Dejean-Assémat's further work led to the characterization of the mechanisms underlying the cure of APL by retinoic acid  and arsenic, a treatment developed in China and that remains the most efficient oncogene-targeted therapy  described so far. She showed that therapeutic doses of retinoic acid can correct the deficient molecular response in the leukemic cells. She also demonstrated that a particular organelle, the PML Nuclear Body, is disrupted in these cells, and that both retinoic acid  and arsenic are able to correct this cellular defect. She then showed that arsenic induces the post-translational modification of PML-RARa by the small SUMO protein as well as the degradation of the oncoprotein.

Dejean-Assémat's laboratory next contributed to the emergence of the SUMO field by unveiling an as yet unanticipated function for this pathway as a major epigenetic determinant of gene expression regulation, with a key role in the repression of  innate immunity and the maintenance of cell identity. Her work opened up new avenues in regenerative medicine and cancer treatment through pharmacological modulation of sumoylation levels.

3 articles published in Anne Dejean-Assémat's laboratory have been retracted pointing to instances of image manipulation. In 2019, the Pasteur Institute, CNRS and Inserm launched a joint investigation into research misconduct. The conclusion indicates that one staff scientist of the laboratory, who left the Institut Pasteur in April 2021, had engaged in fraudulent practice.
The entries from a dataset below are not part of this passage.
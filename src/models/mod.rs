pub mod conversation;
pub mod correction;
pub mod enums;
pub mod patient;
pub mod retraining;
pub mod scan;
pub mod symptom;

pub use conversation::*;
pub use correction::*;
pub use enums::*;
pub use patient::*;
pub use retraining::*;
pub use scan::*;
pub use symptom::*;

#[derive(Debug, thiserror::Error)]
pub enum ModelError {
    #[error("Invalid value for {field}: {value}")]
    InvalidEnum { field: String, value: String },
}
struct MockState {
    patients: Vec<PatientRecord>,
    next_patient_id: u64,
    symptoms: HashMap<String, SaveSymptomsRequest>,
    ct_scans: HashMap<String, StoredScan>,
    misclassified: Vec<MisclassifiedScan>,
    next_correction_id: u64,
    risk: f64,
    label: String,
    stats_override: Option<RetrainStats>,
    retrain_outcome: RetrainOutcome,
    retrain_delay: Duration,
    insight: Option<InsightResponse>,
    answer: AskResponse,
    failures: HashMap<Endpoint, ApiError>,
    calls: HashMap<Endpoint, usize>,
}

/// Mock clinical backend for testing.
pub struct MockClinicalApi {
    state: Mutex<MockState>,
}

impl Default for MockClinicalApi {
    fn default() -> Self {
        Self::new()
    }
}

impl MockClinicalApi {
    pub fn new() -> Self {
        Self {
            state: Mutex::new(MockState {
                patients: Vec::new(),
                next_patient_id: 1000,
                symptoms: HashMap::new(),
                ct_scans: HashMap::new(),
                misclassified: Vec::new(),
                next_correction_id: 1,
                risk: 42.0,
                label: ScanLabel::Normal.as_str().to_string(),
                stats_override: None,
                retrain_outcome: RetrainOutcome {
                    message: Some("Model retrained successfully.".into()),
                    external_accuracy: None,
                },
                retrain_delay: Duration::ZERO,
                insight: None,
                answer: AskResponse {
                    answer: Some("No guideline found.".into()),
                    source: None,
                    error: None,
                },
                failures: HashMap::new(),
                calls: HashMap::new(),
            }),
        }
    }

    // ── Configuration ───────────────────────────────────────

    pub fn with_patient(self, record: PatientRecord) -> Self {
        self.lock().patients.push(record);
        self
    }

    pub fn with_risk(self, risk: f64) -> Self {
        self.lock().risk = risk;
        self
    }

    pub fn with_label(self, label: &str) -> Self {
        self.lock().label = label.to_string();
        self
    }

    /// Report these stats instead of deriving them from the store.
    pub fn with_stats(self, stats: RetrainStats) -> Self {
        self.lock().stats_override = Some(stats);
        self
    }

    pub fn with_retrain_outcome(self, outcome: RetrainOutcome) -> Self {
        self.lock().retrain_outcome = outcome;
        self
    }

    pub fn with_retrain_delay(self, delay: Duration) -> Self {
        self.lock().retrain_delay = delay;
        self
    }

    /// Fixed insight answer. Without one, the mock builds a summary from
    /// the saved records the way the backend does.
    pub fn with_insight(self, insight: InsightResponse) -> Self {
        self.lock().insight = Some(insight);
        self
    }

    pub fn with_answer(self, answer: AskResponse) -> Self {
        self.lock().answer = answer;
        self
    }

    pub fn with_saved_scan(self, patient_id: &str, label: ScanLabel) -> Self {
        self.lock().ct_scans.insert(
            patient_id.to_string(),
            StoredScan {
                file_name: format!("{patient_id}_seed.png"),
                classification: label,
                doctor_username: "seed".into(),
                model_training: NOT_USED_FOR_TRAINING.into(),
            },
        );
        self
    }

    pub fn with_saved_symptoms(self, patient_id: &str) -> Self {
        self.lock().symptoms.insert(
            patient_id.to_string(),
            SaveSymptomsRequest {
                symptoms: SymptomVector::default(),
                patient_id: patient_id.to_string(),
                id_number: String::new(),
                stroke_risk: 0,
                doctor_username: "seed".into(),
            },
        );
        self
    }

    /// Make every call to `endpoint` fail with `error` until cleared.
    pub fn fail(&self, endpoint: Endpoint, error: ApiError) {
        self.lock().failures.insert(endpoint, error);
    }

    pub fn clear_failure(&self, endpoint: Endpoint) {
        self.lock().failures.remove(&endpoint);
    }

    // ── Inspection ──────────────────────────────────────────

    pub fn calls(&self, endpoint: Endpoint) -> usize {
        self.lock().calls.get(&endpoint).copied().unwrap_or(0)
    }

    pub fn total_calls(&self) -> usize {
        self.lock().calls.values().sum()
    }

    pub fn saved_scan(&self, patient_id: &str) -> Option<StoredScan> {
        self.lock().ct_scans.get(patient_id).cloned()
    }

    pub fn saved_symptoms(&self, patient_id: &str) -> Option<SaveSymptomsRequest> {
        self.lock().symptoms.get(patient_id).cloned()
    }

    pub fn pending_corrections(&self) -> Vec<MisclassifiedScan> {
        self.lock().misclassified.clone()
    }

    /// List a correction row as pending, whatever its state.
    pub fn insert_correction(&self, row: MisclassifiedScan) {
        self.lock().misclassified.push(row);
    }

    /// Drop a pending correction behind the client's back.
    pub fn remove_correction(&self, request_id: u64) {
        self.lock().misclassified.retain(|m| m.id != request_id);
    }

    // ── Internal ────────────────────────────────────────────

    fn lock(&self) -> MutexGuard<'_, MockState> {
        // A panicking test thread must not cascade into unrelated assertions.
        self.state.lock().unwrap_or_else(|poisoned| poisoned.into_inner())
    }

    /// Count the call and return the injected failure, if any.
    fn enter(&self, endpoint: Endpoint) -> Result<MutexGuard<'_, MockState>, ApiError> {
        let mut state = self.lock();
        *state.calls.entry(endpoint).or_insert(0) += 1;
        if let Some(err) = state.failures.get(&endpoint).cloned() {
            return Err(err);
        }
        Ok(state)
    }

    fn derived_stats(state: &MockState) -> RetrainStats {
        let mut by_class = ClassCounts::default();
        let mut total = 0;
        for scan in state.ct_scans.values() {
            if scan.model_training == NOT_USED_FOR_TRAINING {
                by_class.increment(scan.classification);
                total += 1;
            }
        }
        RetrainStats { total, by_class }
    }
}
//! In-flight guard for mutating backend calls.
//!
//! Saving, disputing, approving and retraining are not idempotent on the
//! server. A second request for the same record while the first is still
//! outstanding would either double-write or come back as a confusing
//! conflict, so every mutating workflow call holds an [`OperationGuard`]
//! for its duration.
//!
//! - Guards are keyed by operation kind and record, so unrelated records
//!   never block each other.
//! - `try_acquire()` never blocks: a busy key surfaces as `WorkflowError::Busy`.
//! - `current_operations()` reports what is outstanding.

use std::collections::HashMap;
use std::sync::{Mutex, MutexGuard};

use serde::Serialize;

use crate::error::WorkflowError;

// ═══════════════════════════════════════════════════════════
// Types
// ═══════════════════════════════════════════════════════════

/// Which mutating call is outstanding.
#[derive(Debug, Clone, Copy, PartialEq, Eq, Hash, Serialize)]
#[serde(rename_all = "snake_case")]
pub enum OperationKind {
    /// Persisting a predicted stroke risk
    SaveStrokeRecord,
    /// Persisting a CT classification
    SaveScan,
    /// Submitting a misclassification report
    DisputeScan,
    /// Supervisor approval of a pending correction
    ApproveCorrection,
    /// CT model retraining (one per backend)
    Retrain,
}

impl std::fmt::Display for OperationKind {
    fn fmt(&self, f: &mut std::fmt::Formatter<'_>) -> std::fmt::Result {
        match self {
            Self::SaveStrokeRecord => write!(f, "Saving the stroke record"),
            Self::SaveScan => write!(f, "Saving the CT scan"),
            Self::DisputeScan => write!(f, "Reporting the misclassification"),
            Self::ApproveCorrection => write!(f, "Approving the correction"),
            Self::Retrain => write!(f, "Retraining"),
        }
    }
}

/// Snapshot of one outstanding call.
#[derive(Debug, Clone, Serialize)]
pub struct ActiveOperation {
    pub kind: OperationKind,
    /// Patient id, correction id, or `"model"` for retraining.
    pub record: String,
    /// When the call started (ISO 8601).
    pub started_at: String,
}

type OperationKey = (OperationKind, String);

// ═══════════════════════════════════════════════════════════
// OperationGate
// ═══════════════════════════════════════════════════════════

/// Registry of outstanding mutating calls.
pub struct OperationGate {
    active: Mutex<HashMap<OperationKey, ActiveOperation>>,
}

impl OperationGate {
    pub fn new() -> Self {
        Self {
            active: Mutex::new(HashMap::new()),
        }
    }

    /// Claim `(kind, record)` without blocking.
    ///
    /// Returns `None` if the same call is already outstanding for this record.
    /// The claim lasts until the guard is dropped.
    pub fn try_acquire(&self, kind: OperationKind, record: &str) -> Option<OperationGuard<'_>> {
        let key = (kind, record.to_string());
        let mut active = self.lock();
        if active.contains_key(&key) {
            return None;
        }
        active.insert(
            key.clone(),
            ActiveOperation {
                kind,
                record: record.to_string(),
                started_at: chrono::Utc::now().to_rfc3339(),
            },
        );
        Some(OperationGuard { gate: self, key })
    }

    /// [`try_acquire`](Self::try_acquire), failing with `WorkflowError::Busy`.
    pub fn claim(&self, kind: OperationKind, record: &str) -> Result<OperationGuard<'_>, WorkflowError> {
        self.try_acquire(kind, record).ok_or_else(|| {
            tracing::warn!(%kind, record, "Rejected overlapping request");
            WorkflowError::Busy(kind.to_string())
        })
    }

    pub fn is_busy(&self, kind: OperationKind, record: &str) -> bool {
        self.lock().contains_key(&(kind, record.to_string()))
    }

    pub fn current_operations(&self) -> Vec<ActiveOperation> {
        let mut ops: Vec<_> = self.lock().values().cloned().collect();
        ops.sort_by(|a, b| a.started_at.cmp(&b.started_at));
        ops
    }

    // ── Internal ────────────────────────────────────────────

    fn lock(&self) -> MutexGuard<'_, HashMap<OperationKey, ActiveOperation>> {
        self.active.lock().unwrap_or_else(|poisoned| poisoned.into_inner())
    }

    fn release(&self, key: &OperationKey) {
        self.lock().remove(key);
    }
}

impl Default for OperationGate {
    fn default() -> Self {
        Self::new()
    }
}

// ═══════════════════════════════════════════════════════════
// OperationGuard
// ═══════════════════════════════════════════════════════════

/// Dropping the guard releases the claim.
pub struct OperationGuard<'a> {
    gate: &'a OperationGate,
    key: OperationKey,
}

impl Drop for OperationGuard<'_> {
    fn drop(&mut self) {
        self.gate.release(&self.key);
    }
}

// ═══════════════════════════════════════════════════════════
// Tests
// ═══════════════════════════════════════════════════════════
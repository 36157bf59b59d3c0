use std::sync::LazyLock;

use regex::Regex;
use serde::{Deserialize, Deserializer, Serialize};

/// Fallback recorded by the server when no doctor is attached.
pub const UNKNOWN_DOCTOR: &str = "unknown";

/// The active patient every workflow operates on.
#[derive(Debug, Clone, PartialEq, Eq, Serialize, Deserialize)]
pub struct PatientContext {
    pub patient_id: String,
    pub id_number: String,
    pub name: String,
    pub age: u32,
    pub gender: String,
    pub phone: String,
    #[serde(default)]
    pub doctor_username: Option<String>,
}

impl PatientContext {
    pub fn doctor_or_unknown(&self) -> &str {
        self.doctor_username
            .as_deref()
            .filter(|d| !d.trim().is_empty())
            .unwrap_or(UNKNOWN_DOCTOR)
    }

    pub fn has_doctor(&self) -> bool {
        self.doctor_username
            .as_deref()
            .is_some_and(|d| !d.trim().is_empty())
    }

    /// Write-if-absent merge: fields already present in `existing` win,
    /// `incoming` only fills the gaps. Both must describe the same patient.
    pub fn merged_over(existing: &PatientContext, incoming: PatientContext) -> PatientContext {
        fn keep(old: &str, new: String) -> String {
            if old.trim().is_empty() {
                new
            } else {
                old.to_string()
            }
        }

        PatientContext {
            patient_id: existing.patient_id.clone(),
            id_number: keep(&existing.id_number, incoming.id_number),
            name: keep(&existing.name, incoming.name),
            age: if existing.age == 0 { incoming.age } else { existing.age },
            gender: keep(&existing.gender, incoming.gender),
            phone: keep(&existing.phone, incoming.phone),
            doctor_username: if existing.has_doctor() {
                existing.doctor_username.clone()
            } else {
                incoming.doctor_username
            },
        }
    }
}

/// One row of `GET /patients/all`.
#[derive(Debug, Clone, PartialEq, Eq, Serialize, Deserialize)]
pub struct PatientRecord {
    #[serde(deserialize_with = "string_or_number")]
    pub patient_id: String,
    #[serde(deserialize_with = "string_or_number")]
    pub id_number: String,
    #[serde(default)]
    pub name: String,
    #[serde(default)]
    pub gender: String,
    #[serde(default, deserialize_with = "string_or_number")]
    pub phone: String,
    #[serde(default)]
    pub age: u32,
}

impl PatientRecord {
    /// Matches either the generated patient id or the national id number.
    pub fn matches(&self, query: &str) -> bool {
        let query = query.trim();
        !query.is_empty() && (self.patient_id == query || self.id_number == query)
    }

    pub fn into_context(self) -> PatientContext {
        PatientContext {
            patient_id: self.patient_id,
            id_number: self.id_number,
            name: self.name,
            age: self.age,
            gender: self.gender,
            phone: self.phone,
            doctor_username: None,
        }
    }
}

/// Intake form for a patient not yet registered.
#[derive(Debug, Clone, PartialEq, Eq, Serialize, Deserialize)]
pub struct NewPatient {
    #[serde(rename = "idNumber")]
    pub id_number: String,
    pub name: String,
    pub phone: String,
    pub age: u32,
    pub gender: String,
}

static NAME_PATTERN: LazyLock<Regex> = LazyLock::new(|| Regex::new(r"^[A-Za-z\s]+$").expect("valid regex"));

static PHONE_PATTERN: LazyLock<Regex> = LazyLock::new(|| Regex::new(r"^\d{7,15}$").expect("valid regex"));

impl NewPatient {
    /// Returns the first problem found, phrased for the intake form.
    pub fn validate(&self) -> Result<(), String> {
        if self.id_number.trim().is_empty()
            || self.name.trim().is_empty()
            || self.phone.trim().is_empty()
            || self.gender.trim().is_empty()
            || self.age == 0
        {
            return Err("Please fill out all fields.".into());
        }
        if !NAME_PATTERN.is_match(&self.name) {
            return Err("Name must contain only letters and spaces.".into());
        }
        if !PHONE_PATTERN.is_match(&self.phone) {
            return Err("Please enter a valid phone number (only digits, 7-15 characters).".into());
        }
        Ok(())
    }

    pub fn into_context(self, patient_id: String) -> PatientContext {
        PatientContext {
            patient_id,
            id_number: self.id_number,
            name: self.name,
            age: self.age,
            gender: self.gender,
            phone: self.phone,
            doctor_username: None,
        }
    }
}

/// The backend is inconsistent about ids: some rows carry numbers, some strings.
pub(crate) fn string_or_number<'de, D>(deserializer: D) -> Result<String, D::Error>
where
    D: Deserializer<'de>,
{
    #[derive(Deserialize)]
    #[serde(untagged)]
    enum Raw {
        Str(String),
        Int(i64),
        Float(f64),
        Null(()),
    }

    Ok(match Raw::deserialize(deserializer)? {
        Raw::Str(s) => s,
        Raw::Int(n) => n.to_string(),
        Raw::Float(n) => n.to_string(),
        Raw::Null(()) => String::new(),
    })
}
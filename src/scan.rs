//! CT scan classification: classify, then either save or dispute.
//!
//! Idle → Predicted → {Saved | Disputed}. Selecting a new image starts over.

use crate::api::{ClinicalApi, ConflictCode, MisclassificationForm, SaveScanForm};
use crate::api::types::NOT_USED_FOR_TRAINING;
use crate::error::WorkflowError;
use crate::inflight::{OperationGate, OperationKind};
use crate::models::{
    CorrectionRequest, CorrectionStatus, PatientContext, ScanClassificationRecord, ScanImage, ScanLabel,
    ScanStatus,
};

pub struct ScanClassificationWorkflow<'a> {
    api: &'a dyn ClinicalApi,
    operations: &'a OperationGate,
    patient: &'a PatientContext,
    record: Option<ScanClassificationRecord>,
}

impl<'a> ScanClassificationWorkflow<'a> {
    pub fn new(api: &'a dyn ClinicalApi, operations: &'a OperationGate, patient: &'a PatientContext) -> Self {
        Self {
            api,
            operations,
            patient,
            record: None,
        }
    }

    pub fn record(&self) -> Option<&ScanClassificationRecord> {
        self.record.as_ref()
    }

    pub fn status(&self) -> ScanStatus {
        self.record.as_ref().map_or(ScanStatus::Unset, |r| r.status)
    }

    pub fn label(&self) -> Option<ScanLabel> {
        self.record.as_ref().and_then(|r| r.label)
    }

    /// Start over with `image`, discarding any earlier prediction.
    pub fn select_image(&mut self, image: ScanImage) {
        tracing::debug!(patient_id = %self.patient.patient_id, file = %image.file_name, "Scan selected");
        self.record = Some(ScanClassificationRecord::new(image));
    }

    /// Select `image` and classify it.
    pub fn classify(&mut self, image: ScanImage) -> Result<ScanLabel, WorkflowError> {
        if image.bytes.is_empty() {
            return Err(WorkflowError::Validation("Please select a CT scan image first.".into()));
        }
        self.select_image(image);
        let Some(record) = self.record.as_mut() else {
            return Err(WorkflowError::Validation("Please select a CT scan image first.".into()));
        };

        let raw = self.api.predict_ct_scan(&record.image)?;
        let label = ScanLabel::parse_loose(&raw).map_err(|_| {
            tracing::warn!(label = %raw, "Classifier returned an unknown label");
            WorkflowError::Network(format!("unexpected label {raw:?}"))
        })?;

        tracing::info!(patient_id = %self.patient.patient_id, %label, "CT scan classified");
        record.label = Some(label);
        record.status = ScanStatus::Predicted;
        Ok(label)
    }

    /// Persist the predicted label, flagged as not yet used for training.
    pub fn save(&mut self) -> Result<(), WorkflowError> {
        let (record, label) = predicted_record(&mut self.record, "saving")?;

        let operations = self.operations;
        let _guard = operations.claim(OperationKind::SaveScan, &self.patient.patient_id)?;

        let form = SaveScanForm {
            patient_id: self.patient.patient_id.clone(),
            id_number: self.patient.id_number.clone(),
            classification: label,
            doctor_username: self.patient.doctor_or_unknown().to_string(),
            model_training: NOT_USED_FOR_TRAINING,
        };
        if let Err(e) = self.api.save_ct_scan(&record.image, &form) {
            tracing::warn!(patient_id = %self.patient.patient_id, error = %e, "CT scan save failed");
            return Err(e.into());
        }

        tracing::info!(patient_id = %self.patient.patient_id, %label, "CT scan saved");
        record.status = ScanStatus::Saved;
        Ok(())
    }

    /// Report the prediction as wrong and propose `correct_label`.
    pub fn dispute(&mut self, correct_label: &str) -> Result<CorrectionRequest, WorkflowError> {
        if correct_label.trim().is_empty() {
            return Err(WorkflowError::Validation("Please select the correct label.".into()));
        }
        let correct = ScanLabel::parse_loose(correct_label).map_err(|_| {
            WorkflowError::Validation(format!(
                "\"{}\" is not a valid label. Choose Normal, Ischemic or Hemorrhagic.",
                correct_label.trim()
            ))
        })?;
        let (record, predicted) = predicted_record(&mut self.record, "reporting a misclassification")?;
        if predicted == correct {
            return Err(WorkflowError::Validation(format!(
                "The model already predicted {correct}. Choose a different label."
            )));
        }

        let operations = self.operations;
        let _guard = operations.claim(OperationKind::DisputeScan, &self.patient.patient_id)?;

        let form = MisclassificationForm {
            patient_id: self.patient.patient_id.clone(),
            id_number: self.patient.id_number.clone(),
            model_prediction: predicted,
            correct_label: correct,
            doctor_username: self.patient.doctor_or_unknown().to_string(),
        };
        let request_id = match self.api.report_misclassification(&record.image, &form) {
            Ok(id) => id,
            Err(e) => {
                tracing::warn!(patient_id = %self.patient.patient_id, error = %e, "Misclassification report failed");
                return Err(e.into());
            }
        };

        tracing::info!(
            patient_id = %self.patient.patient_id,
            request_id = ?request_id,
            %predicted,
            %correct,
            "Misclassification reported"
        );
        record.status = ScanStatus::Disputed;
        Ok(CorrectionRequest {
            request_id,
            patient_id: form.patient_id,
            id_number: form.id_number,
            scan_ref: record.image.scan_ref().to_string(),
            model_prediction: predicted,
            correct_label: correct,
            doctor_username: form.doctor_username,
            submitted_at: Some(chrono::Utc::now().to_rfc3339()),
            status: CorrectionStatus::Pending,
        })
    }
}

/// The record, if it is in `Predicted` and can still be saved or disputed.
fn predicted_record<'r>(
    record: &'r mut Option<ScanClassificationRecord>,
    action: &str,
) -> Result<(&'r mut ScanClassificationRecord, ScanLabel), WorkflowError> {
    let record = record
        .as_mut()
        .ok_or_else(|| WorkflowError::Validation(format!("Please classify a CT scan before {action}.")))?;
    match (record.status, record.label) {
        (ScanStatus::Predicted, Some(label)) => Ok((record, label)),
        (ScanStatus::Saved, _) => Err(WorkflowError::Conflict {
            code: ConflictCode::AlreadySaved,
            detail: "This patient's CT scan has already been saved.".into(),
        }),
        (ScanStatus::Disputed, _) => Err(WorkflowError::Conflict {
            code: ConflictCode::DuplicateCorrection,
            detail: "Misclassification already reported for this scan.".into(),
        }),
        _ => Err(WorkflowError::Validation(format!(
            "Please classify a CT scan before {action}."
        ))),
    }
}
== Memberships and awards ==
Anne Dejean-Assémat has held several scientific advisory positions and served in the Scientific Council and as a president of the Genetics, Development and Cancer committee at  Inserm (2008–2012). She received the  Mergier-Bourdeix Prize of the French Academy of Sciences (1997), the Rosen Prize from the Medical Research Foundation (1998), the Mitjaville Prize of the National Academy of Medicine (1999), the Hamdan Award for Medical Research Excellence - Therapy in Leukemia in 2000, the Gagna and Van Heck Prize (2003), the Léopold Griffuel Prize from Association de recherche en cancérologie (ARC), (2010),  the Prize L'Oréal-Unesco for Women in Science, (2010), the Duquesne Prize of la Ligue Nationale Contre le Cancer, (2014), the Grand Prix Inserm (2014) and the Sjöberg Prize of the Royal Swedish Academy of Science (2018). She was awarded two Advanced Grants from the European Research Council  (ERC), in 2011 and 2018. She was appointed Officer in the Ordre national du Mérite, (2012) and in the ordre national de la Légion d'honneur, (2016). She was awarded the Shaw Prize in 2026.

Anne Dejean-Assémat is a member of the European Molecular Biology Organisation (EMBO) (1995), the French Academy of Science, (2004), the Academia Europaea (2005), the European Academy of Cancer Sciences, (2011) and the American Academy of Arts and Sciences (2020).